(Task prompt) Where does the string "snapshot" occur in the entries below? Copy every line where it does.

(Data excerpts)

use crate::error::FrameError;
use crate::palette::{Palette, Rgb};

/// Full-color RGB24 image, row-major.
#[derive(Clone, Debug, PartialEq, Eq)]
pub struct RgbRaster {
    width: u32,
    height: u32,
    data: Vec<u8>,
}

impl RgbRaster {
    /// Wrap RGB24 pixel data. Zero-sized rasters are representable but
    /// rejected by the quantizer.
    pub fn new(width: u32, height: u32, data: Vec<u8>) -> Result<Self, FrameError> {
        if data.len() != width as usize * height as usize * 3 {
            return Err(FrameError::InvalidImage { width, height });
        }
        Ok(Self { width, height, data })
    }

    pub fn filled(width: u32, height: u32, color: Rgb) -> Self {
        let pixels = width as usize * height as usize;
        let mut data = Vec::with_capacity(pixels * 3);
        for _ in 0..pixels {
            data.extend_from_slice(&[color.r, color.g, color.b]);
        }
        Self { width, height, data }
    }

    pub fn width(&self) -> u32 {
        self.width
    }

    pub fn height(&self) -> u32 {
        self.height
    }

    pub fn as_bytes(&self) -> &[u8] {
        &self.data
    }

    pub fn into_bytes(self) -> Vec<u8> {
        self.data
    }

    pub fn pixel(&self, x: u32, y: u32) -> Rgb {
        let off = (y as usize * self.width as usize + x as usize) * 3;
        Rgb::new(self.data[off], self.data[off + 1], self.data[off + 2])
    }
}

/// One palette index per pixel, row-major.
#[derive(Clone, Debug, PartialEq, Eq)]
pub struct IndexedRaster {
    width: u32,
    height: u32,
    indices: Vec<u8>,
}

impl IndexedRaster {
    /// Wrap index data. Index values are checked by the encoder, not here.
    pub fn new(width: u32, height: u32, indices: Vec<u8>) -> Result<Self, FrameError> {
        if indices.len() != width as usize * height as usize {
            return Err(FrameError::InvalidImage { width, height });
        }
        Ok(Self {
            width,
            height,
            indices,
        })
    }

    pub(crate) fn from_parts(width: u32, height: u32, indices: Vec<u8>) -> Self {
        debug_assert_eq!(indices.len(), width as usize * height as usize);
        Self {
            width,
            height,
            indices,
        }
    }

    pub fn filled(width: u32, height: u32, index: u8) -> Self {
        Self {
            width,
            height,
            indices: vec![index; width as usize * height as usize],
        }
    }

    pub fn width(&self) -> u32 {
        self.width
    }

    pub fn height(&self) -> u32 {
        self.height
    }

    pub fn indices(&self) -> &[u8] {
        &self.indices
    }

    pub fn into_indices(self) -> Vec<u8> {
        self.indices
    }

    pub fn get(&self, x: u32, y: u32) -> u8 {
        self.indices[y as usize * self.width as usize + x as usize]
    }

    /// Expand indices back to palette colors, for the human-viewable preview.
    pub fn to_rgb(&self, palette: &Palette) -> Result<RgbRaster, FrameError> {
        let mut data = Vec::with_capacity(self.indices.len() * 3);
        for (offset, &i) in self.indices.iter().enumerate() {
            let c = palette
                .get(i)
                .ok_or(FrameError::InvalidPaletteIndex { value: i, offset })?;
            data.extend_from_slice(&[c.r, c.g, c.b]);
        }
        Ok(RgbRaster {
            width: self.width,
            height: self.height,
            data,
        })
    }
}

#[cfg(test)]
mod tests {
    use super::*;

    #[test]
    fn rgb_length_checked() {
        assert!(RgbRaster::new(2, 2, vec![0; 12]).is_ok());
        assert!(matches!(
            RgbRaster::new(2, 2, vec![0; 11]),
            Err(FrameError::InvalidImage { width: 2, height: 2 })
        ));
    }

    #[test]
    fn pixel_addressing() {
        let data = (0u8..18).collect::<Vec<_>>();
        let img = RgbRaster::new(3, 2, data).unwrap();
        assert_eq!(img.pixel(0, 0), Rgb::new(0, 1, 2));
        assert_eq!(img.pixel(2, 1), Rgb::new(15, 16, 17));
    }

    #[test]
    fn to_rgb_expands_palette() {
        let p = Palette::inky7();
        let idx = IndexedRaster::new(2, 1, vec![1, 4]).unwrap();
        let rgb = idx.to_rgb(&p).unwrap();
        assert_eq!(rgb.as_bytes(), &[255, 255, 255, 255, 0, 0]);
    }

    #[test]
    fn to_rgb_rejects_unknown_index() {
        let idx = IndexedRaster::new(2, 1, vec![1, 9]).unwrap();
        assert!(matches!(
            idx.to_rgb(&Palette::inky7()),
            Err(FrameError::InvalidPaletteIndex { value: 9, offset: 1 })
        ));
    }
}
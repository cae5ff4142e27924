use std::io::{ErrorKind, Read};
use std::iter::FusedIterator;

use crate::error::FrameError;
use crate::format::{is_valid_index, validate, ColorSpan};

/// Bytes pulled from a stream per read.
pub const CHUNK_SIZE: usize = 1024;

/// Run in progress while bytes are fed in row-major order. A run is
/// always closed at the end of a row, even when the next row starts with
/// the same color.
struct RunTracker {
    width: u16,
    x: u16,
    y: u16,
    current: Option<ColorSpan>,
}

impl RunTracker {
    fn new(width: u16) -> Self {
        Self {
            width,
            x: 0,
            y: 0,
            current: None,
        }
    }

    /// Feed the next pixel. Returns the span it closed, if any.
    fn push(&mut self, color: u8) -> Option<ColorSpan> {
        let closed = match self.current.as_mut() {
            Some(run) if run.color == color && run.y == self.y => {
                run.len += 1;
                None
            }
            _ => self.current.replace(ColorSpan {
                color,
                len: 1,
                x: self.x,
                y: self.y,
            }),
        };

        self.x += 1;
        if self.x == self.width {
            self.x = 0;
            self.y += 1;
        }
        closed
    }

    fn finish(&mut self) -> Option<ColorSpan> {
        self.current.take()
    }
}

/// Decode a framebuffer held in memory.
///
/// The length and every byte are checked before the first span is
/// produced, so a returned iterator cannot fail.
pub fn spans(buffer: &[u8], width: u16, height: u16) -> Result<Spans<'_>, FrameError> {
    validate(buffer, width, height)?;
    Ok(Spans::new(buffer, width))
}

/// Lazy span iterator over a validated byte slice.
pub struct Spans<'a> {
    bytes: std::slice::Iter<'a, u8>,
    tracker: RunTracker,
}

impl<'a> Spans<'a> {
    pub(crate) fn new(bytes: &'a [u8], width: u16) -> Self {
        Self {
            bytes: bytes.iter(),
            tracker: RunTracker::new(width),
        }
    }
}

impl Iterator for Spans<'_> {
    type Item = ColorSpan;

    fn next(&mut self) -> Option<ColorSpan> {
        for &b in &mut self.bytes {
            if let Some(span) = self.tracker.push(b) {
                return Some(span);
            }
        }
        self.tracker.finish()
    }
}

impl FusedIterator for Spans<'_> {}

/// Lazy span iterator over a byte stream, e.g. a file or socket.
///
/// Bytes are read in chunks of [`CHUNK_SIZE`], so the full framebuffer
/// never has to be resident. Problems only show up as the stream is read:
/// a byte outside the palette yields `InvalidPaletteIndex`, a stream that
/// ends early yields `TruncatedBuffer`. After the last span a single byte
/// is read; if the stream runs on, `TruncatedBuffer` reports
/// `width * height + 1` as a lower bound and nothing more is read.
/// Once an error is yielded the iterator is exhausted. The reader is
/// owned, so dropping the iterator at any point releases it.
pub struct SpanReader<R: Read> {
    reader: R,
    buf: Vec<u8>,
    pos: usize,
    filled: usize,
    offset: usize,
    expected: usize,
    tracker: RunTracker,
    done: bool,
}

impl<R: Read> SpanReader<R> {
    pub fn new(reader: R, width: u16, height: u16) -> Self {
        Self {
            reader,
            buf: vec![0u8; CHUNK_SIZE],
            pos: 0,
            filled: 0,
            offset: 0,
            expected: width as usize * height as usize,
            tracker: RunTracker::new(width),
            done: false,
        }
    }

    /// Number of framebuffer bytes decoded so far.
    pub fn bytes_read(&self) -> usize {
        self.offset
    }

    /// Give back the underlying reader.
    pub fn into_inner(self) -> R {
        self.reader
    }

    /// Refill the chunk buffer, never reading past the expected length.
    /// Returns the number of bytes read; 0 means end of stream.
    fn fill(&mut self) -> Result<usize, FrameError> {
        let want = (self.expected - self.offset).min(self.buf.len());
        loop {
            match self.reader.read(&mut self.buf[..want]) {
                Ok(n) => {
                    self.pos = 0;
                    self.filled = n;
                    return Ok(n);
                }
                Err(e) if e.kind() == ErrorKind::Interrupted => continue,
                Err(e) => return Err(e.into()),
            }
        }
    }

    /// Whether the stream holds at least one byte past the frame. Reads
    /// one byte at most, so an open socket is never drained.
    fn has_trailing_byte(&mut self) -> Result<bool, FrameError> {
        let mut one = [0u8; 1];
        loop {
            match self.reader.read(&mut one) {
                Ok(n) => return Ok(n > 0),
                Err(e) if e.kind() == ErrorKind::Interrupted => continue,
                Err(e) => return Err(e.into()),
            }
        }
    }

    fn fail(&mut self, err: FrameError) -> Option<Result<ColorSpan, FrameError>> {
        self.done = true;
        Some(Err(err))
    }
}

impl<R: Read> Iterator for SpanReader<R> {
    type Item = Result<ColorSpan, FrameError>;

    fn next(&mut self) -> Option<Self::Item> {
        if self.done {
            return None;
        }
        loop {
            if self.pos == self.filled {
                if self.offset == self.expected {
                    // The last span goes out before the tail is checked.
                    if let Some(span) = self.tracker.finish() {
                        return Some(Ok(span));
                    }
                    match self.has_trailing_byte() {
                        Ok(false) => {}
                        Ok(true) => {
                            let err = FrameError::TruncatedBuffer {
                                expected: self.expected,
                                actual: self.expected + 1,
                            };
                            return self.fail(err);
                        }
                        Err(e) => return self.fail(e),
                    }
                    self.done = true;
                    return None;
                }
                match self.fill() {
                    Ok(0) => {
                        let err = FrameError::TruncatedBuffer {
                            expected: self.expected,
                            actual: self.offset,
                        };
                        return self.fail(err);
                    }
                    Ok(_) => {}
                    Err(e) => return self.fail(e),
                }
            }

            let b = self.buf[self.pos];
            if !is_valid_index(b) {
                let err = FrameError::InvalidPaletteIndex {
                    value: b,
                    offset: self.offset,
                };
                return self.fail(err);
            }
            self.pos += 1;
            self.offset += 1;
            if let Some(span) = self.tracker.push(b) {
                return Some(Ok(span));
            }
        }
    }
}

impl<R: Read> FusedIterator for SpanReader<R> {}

(End Data excerpts)
(Data excerpts)

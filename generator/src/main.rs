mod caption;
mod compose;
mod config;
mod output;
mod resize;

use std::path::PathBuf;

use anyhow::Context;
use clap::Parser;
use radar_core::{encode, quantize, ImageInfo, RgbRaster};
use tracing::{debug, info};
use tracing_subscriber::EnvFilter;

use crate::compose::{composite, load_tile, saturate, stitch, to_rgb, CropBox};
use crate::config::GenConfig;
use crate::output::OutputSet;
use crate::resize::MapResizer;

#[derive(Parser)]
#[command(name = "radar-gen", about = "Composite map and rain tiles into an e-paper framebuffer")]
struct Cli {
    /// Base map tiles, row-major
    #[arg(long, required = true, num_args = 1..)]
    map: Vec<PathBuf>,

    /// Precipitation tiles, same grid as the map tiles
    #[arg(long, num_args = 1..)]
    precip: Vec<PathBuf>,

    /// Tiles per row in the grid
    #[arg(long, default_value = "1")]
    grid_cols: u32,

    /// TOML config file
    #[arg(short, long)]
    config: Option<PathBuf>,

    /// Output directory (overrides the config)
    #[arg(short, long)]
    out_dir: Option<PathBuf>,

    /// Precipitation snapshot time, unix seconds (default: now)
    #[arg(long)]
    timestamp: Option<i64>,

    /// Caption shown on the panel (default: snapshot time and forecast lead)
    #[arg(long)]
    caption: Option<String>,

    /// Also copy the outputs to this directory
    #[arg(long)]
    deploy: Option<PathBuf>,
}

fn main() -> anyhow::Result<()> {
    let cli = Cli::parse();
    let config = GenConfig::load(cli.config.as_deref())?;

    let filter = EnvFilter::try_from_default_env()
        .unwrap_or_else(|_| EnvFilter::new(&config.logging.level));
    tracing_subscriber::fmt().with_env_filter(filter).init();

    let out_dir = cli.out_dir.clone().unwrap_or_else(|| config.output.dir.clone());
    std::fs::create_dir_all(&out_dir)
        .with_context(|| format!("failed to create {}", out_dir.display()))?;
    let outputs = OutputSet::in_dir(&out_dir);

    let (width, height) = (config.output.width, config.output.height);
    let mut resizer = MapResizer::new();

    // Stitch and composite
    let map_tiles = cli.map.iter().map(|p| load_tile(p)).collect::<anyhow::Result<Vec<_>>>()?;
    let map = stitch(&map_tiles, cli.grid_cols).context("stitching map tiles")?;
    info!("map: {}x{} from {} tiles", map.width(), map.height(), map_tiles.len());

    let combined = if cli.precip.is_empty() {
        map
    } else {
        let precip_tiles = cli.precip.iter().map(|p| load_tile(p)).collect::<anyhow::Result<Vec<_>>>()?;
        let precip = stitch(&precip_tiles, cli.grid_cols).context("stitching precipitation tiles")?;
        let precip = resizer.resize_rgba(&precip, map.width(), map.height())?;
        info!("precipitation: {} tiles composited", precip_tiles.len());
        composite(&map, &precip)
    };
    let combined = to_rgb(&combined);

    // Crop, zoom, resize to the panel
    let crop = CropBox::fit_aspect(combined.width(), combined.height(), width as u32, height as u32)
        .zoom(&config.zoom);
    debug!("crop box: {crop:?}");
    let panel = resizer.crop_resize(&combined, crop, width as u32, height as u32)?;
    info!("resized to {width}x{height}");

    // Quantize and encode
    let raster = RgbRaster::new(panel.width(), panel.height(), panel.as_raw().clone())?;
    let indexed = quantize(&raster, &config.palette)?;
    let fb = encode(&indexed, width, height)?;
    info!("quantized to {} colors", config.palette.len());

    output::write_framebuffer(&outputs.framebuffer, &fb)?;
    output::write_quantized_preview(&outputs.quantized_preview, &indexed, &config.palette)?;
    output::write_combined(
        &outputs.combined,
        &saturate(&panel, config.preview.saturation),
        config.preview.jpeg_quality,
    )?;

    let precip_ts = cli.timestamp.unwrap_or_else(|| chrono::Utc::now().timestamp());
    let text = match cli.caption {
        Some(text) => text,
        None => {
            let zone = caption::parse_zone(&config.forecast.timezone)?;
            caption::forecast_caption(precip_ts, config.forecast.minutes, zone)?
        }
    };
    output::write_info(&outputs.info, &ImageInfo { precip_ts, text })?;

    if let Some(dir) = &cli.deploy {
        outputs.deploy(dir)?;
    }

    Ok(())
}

(End Data excerpts)

(Finished task)
    /// Precipitation snapshot time, unix seconds (default: now)
    /// Caption shown on the panel (default: snapshot time and forecast lead)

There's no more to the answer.